In this complex context, the WRF has taken a firm step forward by positioning family farming as a key transformative agent to address the enormous challenges we face. I would like to highlight some significant advances, undoubtedly the result of the efforts of millions of farmers represented in the family farming organisations that are part of the WRF, together with other organisations that support the sector and that are themselves members of the WRF network.

The United Nations Decade for Family Farming 2019-2028 (UNDFF) has made important advances as countries such as Argentina have approved National Action Plans for the Decade, while others, such as Uruguay, Chile, Brazil and Moldova, have made progress in their development. Additionally, major exchanges and debates have also been held in support of the Decade. However, these are certainly steps that need to be reinforced in order to address the current complex situation of family farming.

The WRF has reached significant milestones in terms of recognition, such as i) obtaining observer status in the United Nations Framework Convention on Climate Change (UNFCCC); ii) formalizing the Economic Partnership Framework Agreement with the European Union (EU) and being selected as one of the 57 members of the EU Dialogue Platform between Civil Society and Local Authorities; and iii) signing the Collaboration Agreement with FAO for the upcoming three years, which demonstrates the broad and deep collaboration history between the two entities.

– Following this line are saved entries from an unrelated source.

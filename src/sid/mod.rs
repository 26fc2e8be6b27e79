//! Security identifiers.
//!
//! A [`SecurityIdentifier`] is the value form of a Windows SID: a revision,
//! a 48-bit identifier authority and up to 15 sub-authorities. It converts
//! to and from the `S-1-...` string form and the self-relative binary form
//! that native account APIs consume.
//!
//! [`try_parse_identifier`] is the gate the command layer uses to decide
//! whether user input names an account or identifies one by SID.

mod aliases;

use std::{fmt, str::FromStr};

pub use aliases::{WELL_KNOWN_ALIASES, lookup_alias};
use serde::{Deserialize, Deserializer, Serialize, Serializer};
use thiserror::Error;

/// Only revision 1 SIDs exist in practice; native parsers reject anything else.
pub const SID_REVISION: u8 = 1;

/// Upper bound on sub-authorities (`SID_MAX_SUB_AUTHORITIES`).
pub const MAX_SUB_AUTHORITIES: usize = 15;

/// Identifier authority of the NT authority (`S-1-5`).
pub const NT_AUTHORITY: u64 = 5;

/// Identifier authority used for Microsoft accounts (`S-1-11`).
pub const MICROSOFT_ACCOUNT_AUTHORITY: u64 = 11;

/// Identifier authority used for Azure AD accounts (`S-1-12`).
pub const AZURE_AD_AUTHORITY: u64 = 12;

const MAX_AUTHORITY: u64 = (1 << 48) - 1;
const PREFIX: &str = "S-1-";

/// Error returned when a SID string or buffer is malformed.
#[derive(Debug, Clone, PartialEq, Eq, Error)]
pub enum SidParseError {
    #[error("SID must start with '{PREFIX}'")]
    MissingPrefix,

    #[error("invalid identifier authority '{0}'")]
    InvalidAuthority(String),

    #[error("invalid sub-authority '{0}'")]
    InvalidSubAuthority(String),

    #[error("SID has {0} sub-authorities, maximum is {MAX_SUB_AUTHORITIES}")]
    TooManySubAuthorities(usize),

    #[error("binary SID is truncated: expected {expected} bytes, got {actual}")]
    Truncated { expected: usize, actual: usize },

    #[error("unsupported SID revision {0}")]
    UnsupportedRevision(u8),
}

/// A parsed security identifier.
#[derive(Debug, Clone, PartialEq, Eq, Hash, PartialOrd, Ord)]
pub struct SecurityIdentifier {
    authority: u64,
    sub_authorities: Vec<u32>,
}

impl SecurityIdentifier {
    /// Build a SID from its authority and sub-authorities.
    pub fn new(authority: u64, sub_authorities: Vec<u32>) -> Result<Self, SidParseError> {
        if authority > MAX_AUTHORITY {
            return Err(SidParseError::InvalidAuthority(authority.to_string()));
        }
        if sub_authorities.len() > MAX_SUB_AUTHORITIES {
            return Err(SidParseError::TooManySubAuthorities(sub_authorities.len()));
        }
        Ok(Self {
            authority,
            sub_authorities,
        })
    }

    pub fn identifier_authority(&self) -> u64 {
        self.authority
    }

    pub fn sub_authorities(&self) -> &[u32] {
        &self.sub_authorities
    }

    /// The relative identifier: the last sub-authority.
    pub fn rid(&self) -> Option<u32> {
        self.sub_authorities.last().copied()
    }

    /// The SID with its RID removed, i.e. the issuing domain's SID.
    ///
    /// Returns `None` for SIDs without sub-authorities.
    pub fn domain(&self) -> Option<SecurityIdentifier> {
        let (_, rest) = self.sub_authorities.split_last()?;
        Some(Self {
            authority: self.authority,
            sub_authorities: rest.to_vec(),
        })
    }

    /// Whether this SID lives under `domain` with exactly one extra RID.
    pub fn is_in_domain(&self, domain: &SecurityIdentifier) -> bool {
        self.domain().as_ref() == Some(domain)
    }

    /// Length of the binary form in bytes.
    pub fn binary_len(&self) -> usize {
        8 + 4 * self.sub_authorities.len()
    }

    /// Encode to the self-relative binary layout used by native APIs.
    ///
    /// Layout: revision (u8), sub-authority count (u8), authority as a
    /// 48-bit big-endian value, then each sub-authority as little-endian u32.
    pub fn to_bytes(&self) -> Vec<u8> {
        let mut out = Vec::with_capacity(self.binary_len());
        out.push(SID_REVISION);
        out.push(self.sub_authorities.len() as u8);
        out.extend_from_slice(&self.authority.to_be_bytes()[2..]);
        for sub in &self.sub_authorities {
            out.extend_from_slice(&sub.to_le_bytes());
        }
        out
    }

    /// Decode the self-relative binary layout.
    pub fn from_bytes(bytes: &[u8]) -> Result<Self, SidParseError> {
        if bytes.len() < 8 {
            return Err(SidParseError::Truncated {
                expected: 8,
                actual: bytes.len(),
            });
        }
        if bytes[0] != SID_REVISION {
            return Err(SidParseError::UnsupportedRevision(bytes[0]));
        }
        let count = bytes[1] as usize;
        if count > MAX_SUB_AUTHORITIES {
            return Err(SidParseError::TooManySubAuthorities(count));
        }
        let expected = 8 + 4 * count;
        if bytes.len() < expected {
            return Err(SidParseError::Truncated {
                expected,
                actual: bytes.len(),
            });
        }

        let mut authority_bytes = [0u8; 8];
        authority_bytes[2..].copy_from_slice(&bytes[2..8]);
        let authority = u64::from_be_bytes(authority_bytes);

        let sub_authorities = bytes[8..expected]
            .chunks_exact(4)
            .map(|chunk| u32::from_le_bytes([chunk[0], chunk[1], chunk[2], chunk[3]]))
            .collect();

        Ok(Self {
            authority,
            sub_authorities,
        })
    }
}

impl FromStr for SecurityIdentifier {
    type Err = SidParseError;

    fn from_str(s: &str) -> Result<Self, Self::Err> {
        let rest = s.strip_prefix(PREFIX).ok_or(SidParseError::MissingPrefix)?;
        let mut parts = rest.split('-');

        let authority = match parts.next() {
            Some(hex) if hex.starts_with("0x") || hex.starts_with("0X") => {
                u64::from_str_radix(&hex[2..], 16)
                    .map_err(|_| SidParseError::InvalidAuthority(hex.to_string()))?
            }
            Some(dec) if !dec.is_empty() && dec.bytes().all(|b| b.is_ascii_digit()) => dec
                .parse()
                .map_err(|_| SidParseError::InvalidAuthority(dec.to_string()))?,
            Some(other) => return Err(SidParseError::InvalidAuthority(other.to_string())),
            None => return Err(SidParseError::InvalidAuthority(String::new())),
        };

        let sub_authorities = parts
            .map(|part| {
                if part.is_empty() || !part.bytes().all(|b| b.is_ascii_digit()) {
                    return Err(SidParseError::InvalidSubAuthority(part.to_string()));
                }
                part.parse::<u32>()
                    .map_err(|_| SidParseError::InvalidSubAuthority(part.to_string()))
            })
            .collect::<Result<Vec<_>, _>>()?;

        Self::new(authority, sub_authorities)
    }
}

impl fmt::Display for SecurityIdentifier {
    fn fmt(&self, f: &mut fmt::Formatter<'_>) -> fmt::Result {
        // MS-DTYP 2.4.2.1: authorities that do not fit in 32 bits print as hex.
        write!(f, "S-{SID_REVISION}-")?;
        if self.authority >> 32 == 0 {
            write!(f, "{}", self.authority)?;
        } else {
            write!(f, "0x{:012X}", self.authority)?;
        }
        for sub in &self.sub_authorities {
            write!(f, "-{sub}")?;
        }
        Ok(())
    }
}

impl Serialize for SecurityIdentifier {
    fn serialize<S>(&self, serializer: S) -> Result<S::Ok, S::Error>
    where
        S: Serializer,
    {
        serializer.collect_str(self)
    }
}

impl<'de> Deserialize<'de> for SecurityIdentifier {
    fn deserialize<D>(deserializer: D) -> Result<Self, D::Error>
    where
        D: Deserializer<'de>,
    {
        let s = String::deserialize(deserializer)?;
        s.parse().map_err(serde::de::Error::custom)
    }
}

/// Decide whether `text` is a security identifier.
///
/// Only text that starts with `S-` followed by a digit is considered; this is
/// stricter than "looks numeric" so that account names are never mistaken
/// for SIDs. With `allow_well_known_aliases`, two-letter SDDL aliases such as
/// `BA` are also accepted. They are off by default because they collide with
/// short group names.
///
/// Never fails: anything that does not parse yields `None`.
pub fn try_parse_identifier(text: &str, allow_well_known_aliases: bool) -> Option<SecurityIdentifier> {
    if allow_well_known_aliases && let Some(sid) = lookup_alias(text) {
        return Some(sid);
    }

    let bytes = text.as_bytes();
    if bytes.len() < 3 || !text.starts_with("S-") || !bytes[2].is_ascii_digit() {
        return None;
    }

    text.parse().ok()
}
use std::fmt;

use thiserror::Error;

use crate::error::AccountError;

/// Raw fault reported by a directory backend.
///
/// Carries the native status code. Only [`translate`] interprets it.
#[derive(Debug, Clone, PartialEq, Eq, Error)]
#[error("{message} ({code:#010x})")]
pub struct BackendFault {
    pub code: u32,
    pub message: String,
}

impl BackendFault {
    pub fn new(code: u32, message: impl Into<String>) -> Self {
        Self {
            code,
            message: message.into(),
        }
    }
}

/// Native status codes recognised by [`translate`].
pub mod codes {
    pub const ERROR_BAD_NETPATH: u32 = 53;
    pub const ERROR_ACCESS_DENIED: u32 = 5;
    pub const E_ACCESSDENIED: u32 = 0x8007_0005;

    pub const ERROR_USER_EXISTS: u32 = 1316;
    pub const ERROR_NO_SUCH_USER: u32 = 1317;
    pub const ERROR_GROUP_EXISTS: u32 = 1318;
    pub const ERROR_NO_SUCH_GROUP: u32 = 1319;
    pub const ERROR_INVALID_ACCOUNT_NAME: u32 = 1315;
    pub const ERROR_NONE_MAPPED: u32 = 1332;
    pub const ERROR_NO_SUCH_DOMAIN: u32 = 1355;
    pub const ERROR_NO_SUCH_ALIAS: u32 = 1376;
    pub const ERROR_MEMBER_NOT_IN_ALIAS: u32 = 1377;
    pub const ERROR_MEMBER_IN_ALIAS: u32 = 1378;
    pub const ERROR_ALIAS_EXISTS: u32 = 1379;
    pub const ERROR_NO_SUCH_MEMBER: u32 = 1387;
    pub const RPC_S_SERVER_UNAVAILABLE: u32 = 1722;
    pub const ERROR_DOMAIN_CONTROLLER_NOT_FOUND: u32 = 1908;

    pub const NERR_BAD_USERNAME: u32 = 2202;
    pub const NERR_GROUP_NOT_FOUND: u32 = 2220;
    pub const NERR_USER_NOT_FOUND: u32 = 2221;
    pub const NERR_GROUP_EXISTS: u32 = 2223;
    pub const NERR_USER_EXISTS: u32 = 2224;

    /// LDAP "server is not operational" surfaced as an HRESULT.
    pub const E_LDAP_SERVER_DOWN: u32 = 0x8007_203A;
}

/// Where a fault was raised. Some codes mean different things at
/// different call sites.
#[derive(Debug, Clone, Copy, PartialEq, Eq)]
pub enum FaultSite<'a> {
    Lookup { target: &'a str },
    OpenContext { scope: &'a str },
    EnumerateAdvance { group: &'a str },
    EnumerateTranslate { group: &'a str },
    AddMember { group: &'a str, member: &'a str },
    RemoveMember { group: &'a str, member: &'a str },
    Create { name: &'a str },
    Rename { new_name: &'a str },
    Update { target: &'a str },
    Delete { target: &'a str },
}

impl FaultSite<'_> {
    /// The object the failing call was about.
    fn subject(&self) -> &str {
        match *self {
            Self::Lookup { target } | Self::Update { target } | Self::Delete { target } => target,
            Self::OpenContext { scope } => scope,
            Self::EnumerateAdvance { group } | Self::EnumerateTranslate { group } => group,
            Self::AddMember { member, .. } | Self::RemoveMember { member, .. } => member,
            Self::Create { name } => name,
            Self::Rename { new_name } => new_name,
        }
    }

    fn membership(&self) -> Option<(&str, &str)> {
        match *self {
            Self::AddMember { group, member } | Self::RemoveMember { group, member } => {
                Some((group, member))
            }
            _ => None,
        }
    }
}

impl fmt::Display for FaultSite<'_> {
    fn fmt(&self, f: &mut fmt::Formatter<'_>) -> fmt::Result {
        match self {
            Self::Lookup { target } => write!(f, "looking up '{target}'"),
            Self::OpenContext { scope } => write!(f, "opening {scope} context"),
            Self::EnumerateAdvance { group } => write!(f, "reading members of '{group}'"),
            Self::EnumerateTranslate { group } => {
                write!(f, "translating a member of '{group}'")
            }
            Self::AddMember { group, member } => write!(f, "adding '{member}' to '{group}'"),
            Self::RemoveMember { group, member } => {
                write!(f, "removing '{member}' from '{group}'")
            }
            Self::Create { name } => write!(f, "creating '{name}'"),
            Self::Rename { new_name } => write!(f, "renaming to '{new_name}'"),
            Self::Update { target } => write!(f, "updating '{target}'"),
            Self::Delete { target } => write!(f, "deleting '{target}'"),
        }
    }
}

/// Translate a backend fault into the crate's error taxonomy.
///
/// This is the only place numeric backend codes are inspected.
pub fn translate(fault: BackendFault, site: FaultSite<'_>) -> AccountError {
    use codes::*;

    let subject = site.subject().to_string();
    match fault.code {
        ERROR_ACCESS_DENIED | E_ACCESSDENIED => AccountError::AccessDenied {
            detail: format!("{site}: {}", fault.message),
        },

        // No domain store at all: the scope simply holds nothing.
        ERROR_NO_SUCH_DOMAIN if matches!(site, FaultSite::OpenContext { .. }) => {
            AccountError::not_found(subject)
        }

        RPC_S_SERVER_UNAVAILABLE
        | ERROR_NO_SUCH_DOMAIN
        | ERROR_DOMAIN_CONTROLLER_NOT_FOUND
        | ERROR_BAD_NETPATH
        | E_LDAP_SERVER_DOWN => AccountError::BackendUnavailable {
            detail: format!("{site}: {}", fault.message),
        },

        ERROR_MEMBER_IN_ALIAS => match site.membership() {
            Some((group, member)) => AccountError::MemberExists {
                group: group.to_string(),
                member: member.to_string(),
            },
            None => AccountError::already_exists(subject),
        },

        ERROR_MEMBER_NOT_IN_ALIAS => match site.membership() {
            Some((group, member)) => AccountError::MemberNotFound {
                group: group.to_string(),
                member: member.to_string(),
            },
            None => AccountError::not_found(subject),
        },

        ERROR_ALIAS_EXISTS | ERROR_USER_EXISTS | ERROR_GROUP_EXISTS | NERR_USER_EXISTS
        | NERR_GROUP_EXISTS => match site {
            FaultSite::Rename { new_name } => AccountError::NameInUse {
                name: new_name.to_string(),
            },
            _ => AccountError::already_exists(subject),
        },

        ERROR_INVALID_ACCOUNT_NAME | NERR_BAD_USERNAME => {
            AccountError::invalid_name(subject, fault.message)
        }

        ERROR_NONE_MAPPED | ERROR_NO_SUCH_MEMBER | ERROR_NO_SUCH_USER | ERROR_NO_SUCH_GROUP
        | ERROR_NO_SUCH_ALIAS | NERR_USER_NOT_FOUND | NERR_GROUP_NOT_FOUND => {
            AccountError::not_found(subject)
        }

        code => AccountError::Backend {
            code,
            detail: format!("{site}: {}", fault.message),
        },
    }
}
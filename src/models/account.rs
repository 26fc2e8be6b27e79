use chrono::{DateTime, Utc};
use serde::Deserialize;
use validator::Validate;

use super::validators::{
    MAX_DESCRIPTION_LENGTH, MAX_FULL_NAME_LENGTH, validate_group_name, validate_user_name,
};

/// Request to create a local user.
#[derive(Debug, Clone, Deserialize, Validate)]
pub struct NewUser {
    #[validate(custom(function = "validate_user_name"))]
    pub name: String,
    #[validate(length(max = MAX_FULL_NAME_LENGTH))]
    pub full_name: Option<String>,
    #[validate(length(max = MAX_DESCRIPTION_LENGTH))]
    pub description: Option<String>,
    #[serde(default = "default_enabled")]
    pub enabled: bool,
    /// `None` creates an account that never expires.
    pub account_expires: Option<DateTime<Utc>>,
    #[serde(default)]
    pub password_required: bool,
    #[serde(default = "default_enabled")]
    pub user_may_change_password: bool,
}

impl NewUser {
    pub fn named(name: impl Into<String>) -> Self {
        Self {
            name: name.into(),
            full_name: None,
            description: None,
            enabled: true,
            account_expires: None,
            password_required: false,
            user_may_change_password: true,
        }
    }
}

fn default_enabled() -> bool {
    true
}

/// Request to create a local group.
#[derive(Debug, Clone, Deserialize, Validate)]
pub struct NewGroup {
    #[validate(custom(function = "validate_group_name"))]
    pub name: String,
    #[validate(length(max = MAX_DESCRIPTION_LENGTH))]
    pub description: Option<String>,
}

impl NewGroup {
    pub fn named(name: impl Into<String>) -> Self {
        Self {
            name: name.into(),
            description: None,
        }
    }
}

/// Partial update of a user. `None` fields are left unchanged.
#[derive(Debug, Clone, Default, Deserialize, Validate)]
pub struct UserUpdate {
    #[validate(length(max = MAX_FULL_NAME_LENGTH))]
    pub full_name: Option<String>,
    #[validate(length(max = MAX_DESCRIPTION_LENGTH))]
    pub description: Option<String>,
    pub enabled: Option<bool>,
    /// `Some(None)` clears the expiry.
    pub account_expires: Option<Option<DateTime<Utc>>>,
    pub password_required: Option<bool>,
    pub user_may_change_password: Option<bool>,
}

/// Partial update of a group.
#[derive(Debug, Clone, Default, Deserialize, Validate)]
pub struct GroupUpdate {
    #[validate(length(max = MAX_DESCRIPTION_LENGTH))]
    pub description: Option<String>,
}
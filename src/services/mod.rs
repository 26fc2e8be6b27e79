mod accounts;
mod batch;
mod members;
mod membership;
mod resolver;

pub use accounts::AccountService;
pub use batch::{BatchReport, ItemOutcome, run_batch};
pub use members::MemberEnumerator;
pub use membership::MembershipMutator;
pub use resolver::{PrincipalResolver, PrincipalScope, Resolved};
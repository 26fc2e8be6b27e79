//! Configuration for account resolution.
//!
//! Configuration is read from a TOML file, with support for environment
//! variable interpolation using `${VAR_NAME}` syntax.
//!
//! # Example
//!
//! ```toml
//! [resolution]
//! domain_fallback = true
//! domain = "${USERDOMAIN}"
//!
//! [classification]
//! min_os_major_version = 10
//!
//! [logging]
//! level = "debug"
//! format = "json"
//! ```

mod observability;
mod resolution;

use std::{path::Path, sync::LazyLock};

pub use observability::*;
pub use resolution::*;
use serde::{Deserialize, Serialize};

/// Root configuration.
///
/// All sections are optional. The defaults work on domain-joined and
/// workgroup machines alike.
#[derive(Debug, Clone, Default, Serialize, Deserialize)]
#[cfg_attr(feature = "json-schema", derive(schemars::JsonSchema))]
#[serde(deny_unknown_fields)]
pub struct AccountsConfig {
    /// Principal resolution policy.
    #[serde(default)]
    pub resolution: ResolutionConfig,

    /// Account-type classification.
    #[serde(default)]
    pub classification: ClassificationConfig,

    /// Logging output.
    #[serde(default)]
    pub logging: LoggingConfig,
}

impl AccountsConfig {
    /// Load configuration from a TOML file.
    ///
    /// Environment variables in the format `${VAR_NAME}` are expanded.
    /// Missing variables cause an error.
    pub fn from_file(path: impl AsRef<Path>) -> Result<Self, ConfigError> {
        let contents = std::fs::read_to_string(path.as_ref())
            .map_err(|e| ConfigError::Io(e, path.as_ref().to_path_buf()))?;

        Self::from_str(&contents)
    }

    /// Parse configuration from a TOML string.
    #[allow(clippy::should_implement_trait)]
    pub fn from_str(contents: &str) -> Result<Self, ConfigError> {
        let expanded = expand_env_vars(contents)?;
        let config: AccountsConfig = toml::from_str(&expanded).map_err(ConfigError::Parse)?;
        config.validate()?;
        Ok(config)
    }

    /// Validate the configuration for consistency.
    pub fn validate(&self) -> Result<(), ConfigError> {
        self.resolution.validate()?;
        self.classification.validate()?;
        Ok(())
    }

    /// Generate the JSON schema for the configuration file.
    #[cfg(feature = "json-schema")]
    pub fn json_schema() -> schemars::schema::RootSchema {
        schemars::schema_for!(AccountsConfig)
    }
}

/// Configuration errors.
#[derive(Debug, thiserror::Error)]
pub enum ConfigError {
    #[error("Failed to read config file {1}: {0}")]
    Io(std::io::Error, std::path::PathBuf),

    #[error("Failed to parse config: {0}")]
    Parse(#[from] toml::de::Error),

    #[error("Environment variable not found: {0}")]
    EnvVarNotFound(String),

    #[error("Configuration validation error: {0}")]
    Validation(String),
}

static ENV_VAR: LazyLock<regex::Regex> =
    LazyLock::new(|| regex::Regex::new(r"\$\{([^}]+)\}").unwrap());

/// Expand environment variables in the format `${VAR_NAME}`.
/// Variables after a `#` on the same line are left alone.
fn expand_env_vars(input: &str) -> Result<String, ConfigError> {
    let mut result = String::with_capacity(input.len());

    for line in input.lines() {
        let comment_pos = line.find('#');
        let mut last_end = 0;

        for cap in ENV_VAR.captures_iter(line) {
            let Some(whole) = cap.get(0) else { continue };
            if let Some(pos) = comment_pos
                && whole.start() >= pos
            {
                continue;
            }

            result.push_str(&line[last_end..whole.start()]);
            let var_name = &cap[1];
            let value = std::env::var(var_name)
                .map_err(|_| ConfigError::EnvVarNotFound(var_name.to_string()))?;
            result.push_str(&value);
            last_end = whole.end();
        }

        result.push_str(&line[last_end..]);
        result.push('\n');
    }

    // Remove trailing newline if input didn't have one
    if !input.ends_with('\n') && result.ends_with('\n') {
        result.pop();
    }

    Ok(result)
}
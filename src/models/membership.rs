use std::fmt;

use serde::{Deserialize, Serialize};

use super::{Principal, Selector};

/// Direction of a membership edit.
#[derive(Debug, Clone, Copy, PartialEq, Eq, Serialize, Deserialize)]
#[serde(rename_all = "snake_case")]
pub enum Direction {
    Add,
    Remove,
}

impl fmt::Display for Direction {
    fn fmt(&self, f: &mut fmt::Formatter<'_>) -> fmt::Result {
        match self {
            Self::Add => write!(f, "add"),
            Self::Remove => write!(f, "remove"),
        }
    }
}

/// A single request to add a member to, or remove one from, a group.
///
/// Lives only for the duration of one mutation call.
#[derive(Debug, Clone)]
pub struct MembershipEdit<'a> {
    pub group: &'a Principal,
    pub member: Selector,
    pub direction: Direction,
}

impl<'a> MembershipEdit<'a> {
    pub fn add(group: &'a Principal, member: impl Into<Selector>) -> Self {
        Self {
            group,
            member: member.into(),
            direction: Direction::Add,
        }
    }

    pub fn remove(group: &'a Principal, member: impl Into<Selector>) -> Self {
        Self {
            group,
            member: member.into(),
            direction: Direction::Remove,
        }
    }
}
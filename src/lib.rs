//! Resolution, classification and membership editing for local machine
//! users and groups.
//!
//! Principals are looked up by name or security identifier against the
//! machine account database and, when configured, the domain directory.
//! Resolved principals are tagged with the store that owns them using the
//! host's native account-type facility. Group members are enumerated
//! lazily, skipping members that can no longer be read.
//!
//! ```no_run
//! use std::sync::Arc;
//!
//! use local_accounts::{
//!     AccountsConfig, Direction, MemoryDirectory, PrincipalResolver, PrincipalScope, Selector,
//! };
//!
//! # fn main() -> Result<(), Box<dyn std::error::Error>> {
//! let config = AccountsConfig::default();
//! let resolver = PrincipalResolver::with_native_classifier(Arc::new(MemoryDirectory::new()), &config)?;
//!
//! let group = resolver.resolve_group(&Selector::from("Engineering"))?.principal;
//! for member in resolver.members(&group)? {
//!     println!("{}", member?);
//! }
//! resolver
//!     .membership()
//!     .mutate(&group, &config.resolution.selector("S-1-5-21-1-2-3-1001"), Direction::Add)?;
//! # Ok(())
//! # }
//! ```

pub mod backend;
pub mod classify;
pub mod config;
pub mod error;
pub mod models;
pub mod observability;
pub mod services;
pub mod sid;

pub use backend::{DirectoryBackend, MemoryDirectory, ResolutionContext};
pub use classify::{AccountTypeClassifier, Classification};
pub use config::{AccountsConfig, ConfigError};
pub use error::{AccountError, AccountResult, ErrorKind};
pub use models::{Direction, MembershipEdit, ObjectKind, Principal, PrincipalSource, Selector};
pub use services::{
    AccountService, BatchReport, MemberEnumerator, MembershipMutator, PrincipalResolver,
    PrincipalScope,
};
pub use sid::{SecurityIdentifier, try_parse_identifier};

In terms of the financial stability of the organisation, the WRF, in partnership with its organisations, has taken a great leap forward, mainly due the successful approval of the important project with the EU. This milestone will undoubtedly strengthen leadership, improve capacity and increase the presence of the WRF in key spaces for family farming.

Following the mid-term review of the WRF Strategic Plan 2020-2025, three new strategic action lines were introduced, whose development also deserves special mention.

Firstly, the WRF has implemented a comprehensive roadmap for integrating family farming into climate negotiations. This roadmap includes: i) producing a report on Climate Finance; ii) participating in the launch of an international communication campaign; iii) initiating trainings on climate change; iv) involving a large WRF delegation from 5 continents and organizing various events at COP28, and iv) partnering with various actors (Global Strategic Communications Network – GSCC, Meridian Institute, etc.).

On the other hand, empowering women and rural young leadership stand as priorities of the WRF, which were also included as strategic lines. Both gained ground throughout 2023, with the celebration of the II. International Meeting of Rural Women within the framework of the Marcha das Margaridas 2023, as well as the hard work of the Family Farming Youth Core Group, which included exchanges, defining priorities and participating in various international events.

In terms of partnerships, the WRF maintains a solid collaboration history with FAO, which in 2023 resulted in the implementation of 5 Letters of Agreement: with IFAD, the International Land Coalition (ILC), the Inter-American Institute for Cooperation on Agriculture (IICA), the Specialised Meeting on Family Farming of MERCOSUR (REAF), etc. The collaboration with IFAD resulted in signing an agreement (to be executed between 2024 and 2026) for the UNDFF implementation, thus facilitating the work of the National Family Farming Committees (CNAF) and ensuring the support of the WRF to the organisation of the Farmers’ Forum (February 2024). Additionally, IFAD will also contribute to the VIII Global Conference on Family Farming. In turn, the WRF has branched out to other consumer organisations, youth, and other UN agencies in order to build strong partnerships to address current challenges in more ambitiously. This extensive Family Farming agenda encompasses a more comprehensive vision and engages a greater number of actors in fostering resilient, inclusive and sustainable development.

I can only highlight the enormous collective effort of the WRF in organising our VIII Global Conference, which will be held in March 2024 in Vitoria-Gasteiz, under the title “Family Farming: Sustainability of Our Planet”. A high-level event that will undoubtedly serve to assess the progress of the UNDFF and generate the alliances and commitments required to advance the extensive Family Farming agenda.

In short, the year 2023 closes with great advances in the institutionalisation of the WRF.

The WRF faces the year 2024 full of enormous responsibility and commitment to contribute to overcoming the complex situation of family farming and to unleash its transformative potential in building sustainable food systems for the people and the planet.